= Bragashopping =

Bragashopping is a shopping mall in the city center of Braga. It opened on 6 December 1996 as the result of the expansion of the former Centro Comercial Avenida (opened in the 1980s). The mall includes a Pingo Doce supermarket and, until 2021, a five-room cinema complex.

==History==
The original mall (Centro Comercial Avenida) exists since at least the early 80s, following the demolition of Grande Hotel Central in the late 70s. Bragashopping was built on the back of Avenida and opened on 6 December 1996. Following the opening of Minho Center and Braga Parque, it used the tagline "o centro no centro do centro".

In December 2003, the mall planned an expansion of its size starting in 2005

During the pandemic, most shop owners lost their revenue.

==Cinemas==
The old wing, when it was Centro Comercial Avenida, had its own cinemas (Cinemas Avenida). A fire broke out on the early hours of 18 October 1994 likely due to a short circuit; the materials present at its chairs and walls were highly flammable. On 25 January 2014, the former Cinemas Avenida complex was occupied by Espaço TOCA.

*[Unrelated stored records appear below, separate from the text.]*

use crate::directory::model::{DirectoryStats, RankedCounts, TOP_STATES};
use crate::storage::entity::investor::{self, Entity as Investor};
use sea_orm::sea_query::{Expr, Order};
use sea_orm::{
    ColumnTrait, DatabaseConnection, EntityTrait, PaginatorTrait, QueryFilter, QueryOrder,
    QuerySelect,
};
use std::collections::BTreeMap;

pub struct StatsRepository;

impl StatsRepository {
    /// 六个聚合并发执行，任一失败则整体失败
    pub async fn stats(db: &DatabaseConnection) -> Result<DirectoryStats, sea_orm::DbErr> {
        let (total_investors, by_type, top_states, ai_investors, fintech_investors, music_investors) =
            tokio::try_join!(
                Investor::find().count(db),
                Self::count_by_type(db),
                Self::top_states(db, TOP_STATES),
                Self::count_flag(db, investor::Column::HasAiFocus),
                Self::count_flag(db, investor::Column::HasFintechFocus),
                Self::count_flag(db, investor::Column::HasMusicFocus),
            )?;

        Ok(DirectoryStats {
            total_investors,
            by_type,
            top_states,
            ai_investors,
            fintech_investors,
            music_investors,
        })
    }

    /// 按 type 分组计数，空值不计
    pub async fn count_by_type(
        db: &DatabaseConnection,
    ) -> Result<BTreeMap<String, u64>, sea_orm::DbErr> {
        let rows = Investor::find()
            .select_only()
            .column(investor::Column::InvestorType)
            .column_as(investor::Column::Id.count(), "count")
            .filter(investor::Column::InvestorType.is_not_null())
            .filter(investor::Column::InvestorType.ne(""))
            .group_by(investor::Column::InvestorType)
            .into_tuple::<(String, i64)>()
            .all(db)
            .await?;

        Ok(rows
            .into_iter()
            .map(|(t, n)| (t, n.max(0) as u64))
            .collect())
    }

    /// 计数最多的前 n 个州，计数相同按州名升序
    pub async fn top_states(
        db: &DatabaseConnection,
        n: u64,
    ) -> Result<RankedCounts, sea_orm::DbErr> {
        let rows = Investor::find()
            .select_only()
            .column(investor::Column::State)
            .column_as(investor::Column::Id.count(), "count")
            .filter(investor::Column::State.is_not_null())
            .filter(investor::Column::State.ne(""))
            .group_by(investor::Column::State)
            .order_by(Expr::col(investor::Column::Id).count(), Order::Desc)
            .order_by_asc(investor::Column::State)
            .limit(n)
            .into_tuple::<(String, i64)>()
            .all(db)
            .await?;

        Ok(RankedCounts(
            rows.into_iter().map(|(s, c)| (s, c.max(0) as u64)).collect(),
        ))
    }

    async fn count_flag(
        db: &DatabaseConnection,
        flag: investor::Column,
    ) -> Result<u64, sea_orm::DbErr> {
        Investor::find().filter(flag.eq(true)).count(db).await
    }
}

#[cfg(test)]
mod tests {
    use super::*;
    use crate::directory::model::NewInvestor;
    use crate::storage::memory_db;
    use crate::storage::repository::InvestorRepository;

    fn investor(name: &str, t: Option<&str>, state: Option<&str>) -> NewInvestor {
        NewInvestor {
            name: Some(name.to_string()),
            investor_type: t.map(str::to_string),
            state: state.map(str::to_string),
            ..Default::default()
        }
    }

    #[tokio::test]
    async fn empty_store_yields_zeroes() {
        let db = memory_db().await;
        let stats = StatsRepository::stats(&db).await.unwrap();
        assert_eq!(stats.total_investors, 0);
        assert!(stats.by_type.is_empty());
        assert!(stats.top_states.is_empty());
        assert_eq!(stats.ai_investors, 0);
    }

    #[tokio::test]
    async fn by_type_groups_and_skips_blank_types() {
        let db = memory_db().await;
        for inv in [
            investor("A", Some("VC"), None),
            investor("B", Some("FO"), None),
            investor("C", Some("VC"), None),
            investor("D", None, None),
        ] {
            InvestorRepository::create(&db, inv).await.unwrap();
        }

        let stats = StatsRepository::stats(&db).await.unwrap();
        assert_eq!(stats.total_investors, 4);
        assert_eq!(stats.by_type.len(), 2);
        assert_eq!(stats.by_type.get("VC"), Some(&2));
        assert_eq!(stats.by_type.get("FO"), Some(&1));
    }

    #[tokio::test]
    async fn top_states_are_ranked_and_capped() {
        let db = memory_db().await;
        let states = [
            "CA", "CA", "CA", "NY", "NY", "TX", "WA", "MA", "IL", "FL", "CO", "GA", "OR", "NV",
        ];
        for (i, s) in states.iter().enumerate() {
            InvestorRepository::create(&db, investor(&format!("Fund {i}"), None, Some(s)))
                .await
                .unwrap();
        }

        let stats = StatsRepository::stats(&db).await.unwrap();
        assert_eq!(stats.top_states.len(), 10);
        let ranked: Vec<&str> = stats.top_states.iter().map(|(s, _)| s.as_str()).collect();
        assert_eq!(ranked[0], "CA");
        assert_eq!(ranked[1], "NY");
        // 其余计数都是 1，按州名排
        assert_eq!(&ranked[2..], &["CO", "FL", "GA", "IL", "MA", "NV", "OR", "TX"]);
        assert_eq!(stats.top_states.get("CA"), Some(3));
        assert_eq!(stats.top_states.get("WA"), None);
    }

    #[tokio::test]
    async fn flag_counts_follow_stored_flags() {
        let db = memory_db().await;
        let mut ai = investor("AI Fund", None, None);
        ai.has_ai_focus = Some(true);
        ai.has_music_focus = Some(true);
        let mut fin = investor("Fin Fund", None, None);
        fin.sectors = Some("Banking".into());
        for inv in [ai, fin, investor("Plain", None, None)] {
            InvestorRepository::create(&db, inv).await.unwrap();
        }

        let stats = StatsRepository::stats(&db).await.unwrap();
        assert_eq!(stats.ai_investors, 1);
        assert_eq!(stats.fintech_investors, 1);
        assert_eq!(stats.music_investors, 1);
        assert_eq!(stats.total_investors, 3);
    }
}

Bragashopping's new cinemas, originally Cinemas Bragashopping, were opened in 1996 and renamed Cinemax in 2003. When the first state of emergency was declared, Cinemax closed its screens on 16 March 2020. After initial restrictions were lifted in October 2020, the cinemas closed in January 2021 with the proclamation of the last state of emergency; when it ended on 1 May, it was still closed.

==Fires==
A fire broke out at the food court on 30 September 2021, forcing the evacuation of the mall. A new fire broke out at an esoteric store on the morning of 4 May 2026 at 9:40am, in the new wing (Bragashopping), and was controlled around 11:30.